Work required:
Count the lines below that include "many". Only the number should be given.

Data excerpts:
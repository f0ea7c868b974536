//! Folder ingestion orchestration.
//!
//! Coordinates the full sync flow: resolve customer → walk the local tree →
//! purge documents the walk did not touch. The purge only runs after a walk
//! that succeeded end to end; a failed or partial walk leaves stale documents
//! in place.

use anyhow::{bail, Context, Result};
use chrono::{Duration, Utc};
use reqwest::StatusCode;
use std::path::Path;
use tracing::info;

use crate::client::expect_status;
use crate::config::Config;
use crate::progress::{IngestEvent, ProgressMode, ProgressReporter};
use crate::purge::{format_cutoff, purge_stale, Watermark};
use crate::remote::RemoteStore;
use crate::session::Session;
use crate::walker::{WalkReport, Walker};

#[derive(Debug, Clone)]
pub struct IngestOptions {
    pub root_marker: String,
    pub purge_margin: Duration,
}

impl IngestOptions {
    pub fn from_config(config: &Config) -> Result<Self> {
        Ok(Self {
            root_marker: config.root_marker.clone(),
            purge_margin: config.purge_margin()?,
        })
    }
}

#[derive(Debug, Clone)]
pub struct IngestReport {
    pub walk: WalkReport,
    pub watermark: Watermark,
    pub cutoff: String,
}

/// Mirror `root` into the store, then purge everything older than the walk.
pub fn ingest<S: RemoteStore + ?Sized>(
    store: &S,
    root: &Path,
    options: &IngestOptions,
    progress: &dyn ProgressReporter,
) -> Result<IngestReport> {
    if options.purge_margin <= Duration::zero() {
        bail!("purge margin must be positive");
    }
    if !root.is_dir() {
        bail!("ingest folder does not exist or is not a directory: {}", root.display());
    }

    let start = Utc::now();
    let walk = Walker::new(store, &options.root_marker)
        .with_progress(progress)
        .walk(None, root)
        .context("There was a fatal issue ingesting the docstore")?;
    let end = Utc::now();

    let watermark = Watermark::new(start, end);
    let cutoff = watermark.cutoff(options.purge_margin)?;
    info!(
        elapsed_ms = watermark.elapsed().num_milliseconds(),
        "walk finished"
    );

    purge_stale(store, cutoff)?;
    let cutoff = format_cutoff(cutoff);
    progress.report(IngestEvent::Purged {
        cutoff: cutoff.clone(),
    });

    Ok(IngestReport {
        walk,
        watermark,
        cutoff,
    })
}

/// CLI entry point for `ingest`.
pub fn run_ingest(config: &Config, folder: &Path, progress: ProgressMode) -> Result<()> {
    let session = Session::resolve(config)?;
    let reporter = progress.reporter();
    let report = ingest(
        &session,
        folder,
        &IngestOptions::from_config(config)?,
        reporter.as_ref(),
    )?;

    println!("ingest {}", folder.display());
    println!("  folders created: {}", report.walk.folders_created);
    println!("  folders existing: {}", report.walk.folders_existing);
    println!("  files uploaded: {}", report.walk.files_uploaded);
    println!("  files unchanged: {}", report.walk.files_unchanged);
    println!("  bytes uploaded: {}", report.walk.bytes_uploaded);
    println!("  purged before: {}", report.cutoff);
    println!("ok");
    Ok(())
}

/// Ask the service to vectorize every ingested document of the customer.
pub fn vectorize_documents(session: &Session) -> Result<()> {
    let response = session
        .client
        .put_empty(&session.customer_path("/vectorizeDocuments"))?;
    expect_status(response, "PUT", StatusCode::NO_CONTENT)
        .context("error sending the vectorization request")?;
    Ok(())
}

/// CLI entry point for `vec-dstore`.
pub fn run_vectorize_documents(config: &Config) -> Result<()> {
    let session = Session::resolve(config)?;
    vectorize_documents(&session).context("There was an issue vectorizing the datastore")?;
    println!("vectorization of documents requested");
    Ok(())
}
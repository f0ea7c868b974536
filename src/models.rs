//! Wire types exchanged with the remote service.
//!
//! Field names follow the service's camelCase JSON. Timestamps are kept as
//! RFC 3339 `DateTime<Utc>` values and re-emitted in the same form.

use chrono::{DateTime, Utc};
use serde::{de, Deserialize, Deserializer, Serialize, Serializer};
use std::fmt;

/// Opaque identifier handed out by the remote service.
///
/// Older deployments used integer keys, newer ones UUID strings; both decode
/// into the same textual form.
#[derive(Debug, Clone, PartialEq, Eq, Hash)]
pub struct RemoteId(String);

impl RemoteId {
    pub fn new(id: impl Into<String>) -> Self {
        Self(id.into())
    }

    pub fn as_str(&self) -> &str {
        &self.0
    }
}

impl fmt::Display for RemoteId {
    fn fmt(&self, f: &mut fmt::Formatter<'_>) -> fmt::Result {
        f.write_str(&self.0)
    }
}

impl Serialize for RemoteId {
    fn serialize<S: Serializer>(&self, serializer: S) -> Result<S::Ok, S::Error> {
        serializer.serialize_str(&self.0)
    }
}

impl<'de> Deserialize<'de> for RemoteId {
    fn deserialize<D: Deserializer<'de>>(deserializer: D) -> Result<Self, D::Error> {
        match serde_json::Value::deserialize(deserializer)? {
            serde_json::Value::String(s) if !s.is_empty() => Ok(RemoteId(s)),
            serde_json::Value::Number(n) => Ok(RemoteId(n.to_string())),
            other => Err(de::Error::custom(format!(
                "expected a non-empty string or number id, got {}",
                other
            ))),
        }
    }
}

/// The customer the configured name resolves to.
#[derive(Debug, Clone, Serialize, Deserialize)]
#[serde(rename_all = "camelCase")]
pub struct Customer {
    pub id: RemoteId,
    pub name: String,
    #[serde(default)]
    pub datastore: String,
    pub created_at: DateTime<Utc>,
    pub updated_at: DateTime<Utc>,
}

/// Folder record returned by `POST /customers/{id}/folders`.
#[derive(Debug, Clone, Deserialize)]
#[serde(rename_all = "camelCase")]
pub struct FolderRecord {
    pub id: RemoteId,
    #[serde(default)]
    pub title: Option<String>,
}

/// Body of `POST /customers/{id}/generatePresignedUrl`.
#[derive(Debug, Clone, Serialize, PartialEq, Eq)]
#[serde(rename_all = "camelCase")]
pub struct UploadRequest {
    pub parent_id: Option<RemoteId>,
    pub filename: String,
    pub mime: String,
    pub signature: String,
    pub size: u64,
}

/// Raw response of `generatePresignedUrl`; `upload_url` is base64.
#[derive(Debug, Clone, Deserialize)]
#[serde(rename_all = "camelCase")]
pub struct PresignedResponse {
    pub upload_url: String,
    pub document_id: RemoteId,
}

/// A decoded write target for one document's bytes.
#[derive(Debug, Clone, PartialEq, Eq)]
pub struct UploadTarget {
    pub url: String,
    pub document_id: RemoteId,
}

#[derive(Debug, Clone, Serialize, Deserialize)]
#[serde(rename_all = "camelCase")]
pub struct Project {
    pub id: RemoteId,
    pub customer_id: RemoteId,
    pub title: String,
    pub topic: String,
    #[serde(default)]
    pub idea_generation_model_id: Option<String>,
    pub created_at: DateTime<Utc>,
    pub updated_at: DateTime<Utc>,
}

#[derive(Debug, Clone, Serialize, Deserialize)]
#[serde(rename_all = "camelCase")]
pub struct ProjectIdea {
    #[serde(default)]
    pub id: Option<RemoteId>,
    pub title: String,
    #[serde(default)]
    pub used: bool,
}

/// Body of `POST /projects/{id}/generateIdeas`.
#[derive(Debug, Clone, Serialize, Default, PartialEq, Eq)]
#[serde(rename_all = "camelCase")]
pub struct IdeasRequest {
    pub k: u8,
    #[serde(skip_serializing_if = "Option::is_none")]
    pub feedback: Option<String>,
    #[serde(skip_serializing_if = "Option::is_none")]
    pub conversation_id: Option<String>,
}

#[derive(Debug, Clone, Deserialize)]
#[serde(rename_all = "camelCase")]
pub struct IdeasResponse {
    pub ideas: Vec<ProjectIdea>,
    pub conversation_id: String,
}

/// Body of `POST /customers/{id}/websites`.
#[derive(Debug, Clone, Serialize, PartialEq, Eq)]
pub struct SiteRequest {
    pub domain: String,
    pub whitelist: Vec<String>,
    pub blacklist: Vec<String>,
    pub insert: bool,
}

#[derive(Debug, Clone, Deserialize)]
pub struct SitePage {
    pub url: String,
}

/// Response of `POST /customers/{id}/websites`. The site record is kept
/// verbatim for printing.
#[derive(Debug, Clone, Deserialize)]
pub struct SiteResponse {
    pub site: serde_json::Value,
    #[serde(default)]
    pub pages: Vec<SitePage>,
}

/// Body of `PUT /customers/{id}/vectorstore/query`.
#[derive(Debug, Clone, Serialize, PartialEq, Eq)]
#[serde(rename_all = "camelCase")]
pub struct QueryRequest {
    pub query: String,
    pub k: u32,
    pub include_content: bool,
}

#[cfg(test)]
mod tests {
    use super::*;
    use serde_json::json;

    #[test]
    fn remote_id_accepts_numbers_and_strings() {
        let a: RemoteId = serde_json::from_value(json!(42)).unwrap();
        let b: RemoteId = serde_json::from_value(json!("9b1c")).unwrap();
        assert_eq!(a.as_str(), "42");
        assert_eq!(b.as_str(), "9b1c");
        assert!(serde_json::from_value::<RemoteId>(json!("")).is_err());
        assert!(serde_json::from_value::<RemoteId>(json!(null)).is_err());
    }

    #[test]
    fn upload_request_uses_service_field_names() {
        let req = UploadRequest {
            parent_id: None,
            filename: "a.txt".to_string(),
            mime: "text/plain".to_string(),
            signature: "abc".to_string(),
            size: 3,
        };
        let v = serde_json::to_value(&req).unwrap();
        assert_eq!(v["parentId"], serde_json::Value::Null);
        assert_eq!(v["filename"], "a.txt");
        assert_eq!(v["size"], 3);
    }

    #[test]
    fn ideas_request_omits_unset_feedback() {
        let first = serde_json::to_value(IdeasRequest {
            k: 3,
            ..Default::default()
        })
        .unwrap();
        assert_eq!(first, json!({"k": 3}));

        let second = serde_json::to_value(IdeasRequest {
            k: 3,
            feedback: Some("shorter".to_string()),
            conversation_id: Some("c1".to_string()),
        })
        .unwrap();
        assert_eq!(second["conversationId"], "c1");
        assert_eq!(second["feedback"], "shorter");
    }

    #[test]
    fn customer_decodes_service_timestamps() {
        let c: Customer = serde_json::from_value(json!({
            "id": "c-1",
            "name": "acme",
            "datastore": "acme-store",
            "createdAt": "2024-05-01T10:00:00Z",
            "updatedAt": "2024-05-02T10:00:00.123456Z"
        }))
        .unwrap();
        assert_eq!(c.id.as_str(), "c-1");
        assert_eq!(c.created_at.to_rfc3339(), "2024-05-01T10:00:00+00:00");
    }
}
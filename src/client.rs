//! Blocking HTTP transport for the remote service.
//!
//! Every call is a single synchronous request; there is no retry layer.
//! Responses are handed back raw so each caller decides which status codes
//! it accepts (most notably whether `409 Conflict` is benign).

use anyhow::Result;
use reqwest::blocking::{Client, RequestBuilder, Response};
use reqwest::StatusCode;
use serde::de::DeserializeOwned;
use serde::Serialize;
use std::time::Duration;
use tracing::debug;

use crate::config::Config;
use crate::error::ApiError;

#[derive(Debug, Clone)]
pub struct ApiClient {
    http: Client,
    base: String,
}

impl ApiClient {
    pub fn new(config: &Config) -> Result<Self> {
        let mut builder = Client::builder();
        if let Some(secs) = config.timeout_secs {
            builder = builder.timeout(Duration::from_secs(secs));
        }
        Ok(Self {
            http: builder.build()?,
            base: config.host.trim_end_matches('/').to_string(),
        })
    }

    /// Absolute URL for a service path such as `/customers/1/folders`.
    pub fn url(&self, path: &str) -> String {
        format!("{}{}", self.base, path)
    }

    pub fn get(&self, path: &str, query: &[(&str, &str)]) -> Result<Response, ApiError> {
        let url = self.url(path);
        self.send("GET", &url, self.http.get(&url).query(query))
    }

    pub fn post_json<B: Serialize + ?Sized>(
        &self,
        path: &str,
        body: &B,
    ) -> Result<Response, ApiError> {
        let url = self.url(path);
        self.send("POST", &url, self.http.post(&url).json(body))
    }

    pub fn put_json<B: Serialize + ?Sized>(
        &self,
        path: &str,
        body: &B,
    ) -> Result<Response, ApiError> {
        let url = self.url(path);
        self.send("PUT", &url, self.http.put(&url).json(body))
    }

    pub fn put_empty(&self, path: &str) -> Result<Response, ApiError> {
        let url = self.url(path);
        self.send("PUT", &url, self.http.put(&url))
    }

    /// `PUT` raw bytes to an absolute URL outside the service (a presigned
    /// object-store target).
    pub fn put_bytes(
        &self,
        url: &str,
        bytes: Vec<u8>,
        mime: &str,
        filename: &str,
    ) -> Result<Response, ApiError> {
        let request = self
            .http
            .put(url)
            .header(reqwest::header::CONTENT_TYPE, mime)
            .header(
                reqwest::header::CONTENT_DISPOSITION,
                format!("attachment; filename=\"{}\"", filename),
            )
            .body(bytes);
        self.send("PUT", url, request)
    }

    fn send(
        &self,
        method: &'static str,
        url: &str,
        request: RequestBuilder,
    ) -> Result<Response, ApiError> {
        let shown = redact_url(url);
        debug!(method, url = %shown, "sending request");
        let response = request.send().map_err(|source| ApiError::Transport {
            method,
            url: shown.clone(),
            source: source.without_url(),
        })?;
        debug!(method, url = %shown, status = %response.status(), "received response");
        Ok(response)
    }
}

/// Pass the response through when its status is `expected`, otherwise turn it
/// into an [`ApiError::Status`] carrying the response body.
pub fn expect_status(
    response: Response,
    method: &'static str,
    expected: StatusCode,
) -> Result<Response, ApiError> {
    if response.status() == expected {
        return Ok(response);
    }
    Err(status_error(response, method))
}

/// Build an [`ApiError::Status`] from a response the caller rejected.
pub fn status_error(response: Response, method: &'static str) -> ApiError {
    let status = response.status();
    let url = redact_url(response.url().as_str());
    let body = response.text().unwrap_or_default();
    ApiError::Status {
        method,
        url,
        status,
        body: body.trim().to_string(),
    }
}

/// Decode a JSON body, reporting failures as [`ApiError::Protocol`].
pub fn decode_json<T: DeserializeOwned>(response: Response) -> Result<T, ApiError> {
    let url = redact_url(response.url().as_str());
    let text = response.text().map_err(|e| ApiError::Protocol {
        url: url.clone(),
        reason: format!("failed to read body: {}", e),
    })?;
    serde_json::from_str(&text).map_err(|e| ApiError::Protocol {
        url,
        reason: e.to_string(),
    })
}

/// `url` without its query string or fragment. Presigned targets carry their
/// credentials in the query, which must not reach logs or error messages.
pub fn redact_url(url: &str) -> String {
    match reqwest::Url::parse(url) {
        Ok(mut parsed) => {
            parsed.set_query(None);
            parsed.set_fragment(None);
            parsed.to_string()
        }
        Err(_) => url.split(['?', '#']).next().unwrap_or_default().to_string(),
    }
}
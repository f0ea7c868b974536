//! # Lunai CLI (`lunai`)
//!
//! The `lunai` binary is the command-line interface to the Lunai ingestion
//! service. Every command reads `config.json` for the customer name and the
//! service host, performs one operation, and prints the result to stdout.
//!
//! ## Commands
//!
//! | Command | Description |
//! |---------|-------------|
//! | `lunai get-customer` | Show the customer named in the config |
//! | `lunai ingest [folder]` | Mirror a folder into the datastore and purge stale documents |
//! | `lunai ingest-web <domain>` | Crawl a website with route rules |
//! | `lunai vec-dstore` | Vectorize all ingested documents |
//! | `lunai vec-web` | Vectorize all ingested websites |
//! | `lunai query "<text>"` | Query the vector store |
//! | `lunai create-project <title> <topic>` | Create a project and remember it |
//! | `lunai get-project` | Show the current project |
//! | `lunai generate-ideas` | Interactively generate project ideas |

use anyhow::Result;
use clap::{Parser, Subcommand};
use std::path::PathBuf;
use tracing_subscriber::{fmt, prelude::*, EnvFilter};

use lunai::config;
use lunai::progress::ProgressMode;
use lunai::{ingest, project, session, vectorstore, websites};

/// Lunai CLI: sync documents and websites into the Lunai service and query
/// the resulting vector store.
#[derive(Parser)]
#[command(
    name = "lunai",
    about = "Lunai: sync documents and websites into the Lunai service and query its vector store",
    version
)]
struct Cli {
    /// Path to the configuration file (JSON).
    ///
    /// Holds `name` (the customer), `currentProjectId` and optionally `host`.
    #[arg(long, global = true, default_value = "./config.json")]
    config: PathBuf,

    /// Enable debug logging (overridden by `RUST_LOG`).
    #[arg(long, short, global = true)]
    verbose: bool,

    /// Progress output on stderr. Defaults to `human` on a terminal, `off` otherwise.
    #[arg(long, global = true, value_enum)]
    progress: Option<ProgressMode>,

    #[command(subcommand)]
    command: Commands,
}

/// Top-level CLI commands.
#[derive(Subcommand)]
enum Commands {
    /// Gets a customer based on the name in config.json.
    GetCustomer,

    /// Ingest all documents with the same folder structure as the passed folder.
    ///
    /// Running it again on the same folder after changes keeps the remote
    /// store in sync: new content is uploaded, unchanged content is skipped,
    /// and documents no longer present locally are purged.
    Ingest {
        /// Folder to construct the document store from.
        #[arg(default_value = "./docstore")]
        folder: PathBuf,
    },

    /// Ingest a website and its pages based on the rules provided.
    IngestWeb {
        /// Domain to parse. Must include the protocol (http/https).
        domain: String,

        /// Insert the website into the database instead of only listing the pages.
        #[arg(long)]
        insert: bool,

        /// A comma-separated list of regexps that page routes MUST match.
        #[arg(long, default_value = "")]
        whitelist: String,

        /// A comma-separated list of regexps that page routes can NOT match.
        #[arg(long, default_value = "")]
        blacklist: String,
    },

    /// Vectorize all ingested documents.
    VecDstore,

    /// Vectorize all ingested websites.
    VecWeb,

    /// Queries the vector store, returning document and website page matches.
    Query {
        /// The query text.
        query: String,

        /// How many of each type to return from the vector query.
        #[arg(long, default_value_t = 3)]
        k: u32,

        /// Include the entire content of each match in the response.
        #[arg(long)]
        include: bool,
    },

    /// Creates a project for the customer and writes its id to the config file.
    CreateProject { title: String, topic: String },

    /// Gets the project named by `currentProjectId` in the config file.
    GetProject,

    /// Generate project ideas, refining them with feedback until an empty line.
    GenerateIdeas {
        /// How many project ideas to generate.
        #[arg(long, default_value_t = 3, value_parser = clap::value_parser!(u8).range(1..=5))]
        k: u8,
    },
}

fn init_logging(verbose: bool) {
    let filter = if verbose {
        EnvFilter::try_from_default_env().unwrap_or_else(|_| EnvFilter::new("lunai=debug,info"))
    } else {
        EnvFilter::try_from_default_env().unwrap_or_else(|_| EnvFilter::new("lunai=info,warn"))
    };

    tracing_subscriber::registry()
        .with(filter)
        .with(fmt::layer().with_writer(std::io::stderr))
        .init();
}

fn main() -> Result<()> {
    let cli = Cli::parse();
    init_logging(cli.verbose);

    let cfg = config::load_config(&cli.config)?;

    match cli.command {
        Commands::GetCustomer => {
            session::run_get_customer(&cfg)?;
        }
        Commands::Ingest { folder } => {
            let progress = cli.progress.unwrap_or_else(ProgressMode::default_for_tty);
            ingest::run_ingest(&cfg, &folder, progress)?;
        }
        Commands::IngestWeb {
            domain,
            insert,
            whitelist,
            blacklist,
        } => {
            websites::run_ingest_web(&cfg, &domain, insert, &whitelist, &blacklist)?;
        }
        Commands::VecDstore => {
            ingest::run_vectorize_documents(&cfg)?;
        }
        Commands::VecWeb => {
            websites::run_vectorize_websites(&cfg)?;
        }
        Commands::Query { query, k, include } => {
            vectorstore::run_query(&cfg, &query, k, include)?;
        }
        Commands::CreateProject { title, topic } => {
            project::run_create_project(&cli.config, &cfg, &title, &topic)?;
        }
        Commands::GetProject => {
            project::run_get_project(&cfg)?;
        }
        Commands::GenerateIdeas { k } => {
            project::run_generate_ideas(&cfg, k)?;
        }
    }

    Ok(())
}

Task output:
2